## EXERCISE
Begin at the line below that has "starts serving the" and stop after the line that has "its contribution has". Please restate only those lines, word for word.

(THE INPUT)

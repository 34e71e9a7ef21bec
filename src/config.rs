//! Tunables for a `Coordinator`.
//!
//! Holds the same handful of constants a bluez-alsa build would carry as
//! preprocessor `#define`s, but as a configuration record passed at
//! construction time rather than compile-time macros (see DESIGN.md,
//! "global tunables via macros").

use std::time::Duration;

use serde_derive::{Deserialize, Serialize};

/// Number of periods of pre-mix fill required before a playback
/// coordinator declares itself RUNNING. The source carries two values
/// side by side across revisions; both are preserved here as a choice
/// rather than picked for the caller.
#[derive(Clone, Copy, Debug, Eq, PartialEq, Serialize, Deserialize)]
pub enum MixThreshold {
    /// Two periods of pre-mix fill.
    Low,
    /// Four periods of pre-mix fill (the default; matches the currently
    /// shipping revision of the original header).
    High,
}

impl MixThreshold {
    pub fn periods(self) -> usize {
        match self {
            MixThreshold::Low => 2,
            MixThreshold::High => 4,
        }
    }
}

impl Default for MixThreshold {
    fn default() -> Self {
        MixThreshold::High
    }
}

#[derive(Clone, Copy, Debug, Serialize, Deserialize)]
pub struct MultiConfig {
    /// Maximum number of clients a coordinator will admit.
    pub max_clients: usize,
    /// Capacity of the ring-mix buffer, expressed in periods.
    pub buffer_periods: usize,
    /// Pre-mix fill threshold before the coordinator starts serving the
    /// transport.
    pub mix_threshold: MixThreshold,
    /// Per-client staging target, in periods, before a playback client
    /// transitions IDLE -> RUNNING.
    pub client_threshold: usize,
    /// How long a draining client waits, after its contribution has
    /// drained from the mix, before the coordinator reports `OK`.
    pub drain_timeout: Duration,
}

impl MultiConfig {
    pub const MAX_CLIENTS: usize = 32;
    pub const BUFFER_PERIODS: usize = 16;
    pub const CLIENT_THRESHOLD: usize = 2;
    pub const DRAIN_NS: u64 = 300_000_000;
}

impl Default for MultiConfig {
    fn default() -> Self {
        MultiConfig {
            max_clients: Self::MAX_CLIENTS,
            buffer_periods: Self::BUFFER_PERIODS,
            mix_threshold: MixThreshold::default(),
            client_threshold: Self::CLIENT_THRESHOLD,
            drain_timeout: Duration::from_nanos(Self::DRAIN_NS),
        }
    }
}
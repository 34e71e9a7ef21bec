//! The external collaborator the core consumes but never owns: the
//! opaque Bluetooth transport PCM (`ba_transport_pcm` in the original).
//!
//! D-Bus, HCI, and ALSA playback are explicitly out of scope; this
//! trait is the seam the core calls through instead of depending on
//! any of them directly.

use std::os::unix::io::RawFd;

use crate::format::SampleFormat;

/// Direction of data flow relative to the Bluetooth device.
#[derive(Clone, Copy, Debug, Eq, PartialEq)]
pub enum PcmMode {
    /// Local clients -> Bluetooth device.
    Playback,
    /// Bluetooth device -> local clients.
    Capture,
}

/// Whether `Coordinator::read` should apply the transport's soft-volume
/// scale array, or treat volume as a hardware mute gate (spec §4.3,
/// spec.md §2).
#[derive(Clone, Copy, Debug, Eq, PartialEq)]
pub enum VolumeMode {
    /// Apply the per-channel floating-point scale continuously.
    Soft,
    /// Scale is either 1.0 (unmuted) or 0.0 (muted); no intermediate
    /// gain is ever applied by the core.
    Hardware,
}

/// The opaque Bluetooth transport PCM the core drives. Implemented
/// elsewhere (D-Bus/HCI/ALSA glue); the core only ever calls through
/// this trait.
pub trait Transport {
    fn mode(&self) -> PcmMode;
    fn format(&self) -> SampleFormat;
    fn channels(&self) -> u8;
    fn rate(&self) -> u32;
    fn volume_mode(&self) -> VolumeMode;
    /// Per-channel soft-volume scale, `channels()` entries long.
    fn soft_volume_scale(&self) -> Vec<f64>;
    /// True if the hardware mute gate for `channel` is closed.
    fn hardware_muted(&self, channel: usize) -> bool;

    /// The eventfd the core writes `1` to in order to announce a fresh
    /// mix batch (playback) or that capture fan-out completed.
    fn wake_fd(&self) -> RawFd;
    /// Clear the transport's own readiness eventfd; called at the top
    /// of `Coordinator::read`.
    fn clear_wake(&self);

    /// Called once `client_count` reaches zero.
    fn stop_if_no_clients(&self);
    /// Request the transport drop its current period (used by the
    /// single-remaining-client drop shortcut).
    fn pcm_drop(&self);
    /// Resume a paused transport PCM (snoop worker, PAUSED->RUNNING).
    fn pcm_resume(&self);
    /// Release the transport PCM entirely (coordinator teardown).
    fn pcm_release(&self);
    /// Signal the transport to close.
    fn signal_close(&self);
}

(End THE INPUT)

## EXPECTED ANSWER
    /// Pre-mix fill threshold before the coordinator starts serving the
    /// transport.
    pub mix_threshold: MixThreshold,
    /// Per-client staging target, in periods, before a playback client
    /// transitions IDLE -> RUNNING.
    pub client_threshold: usize,
    /// How long a draining client waits, after its contribution has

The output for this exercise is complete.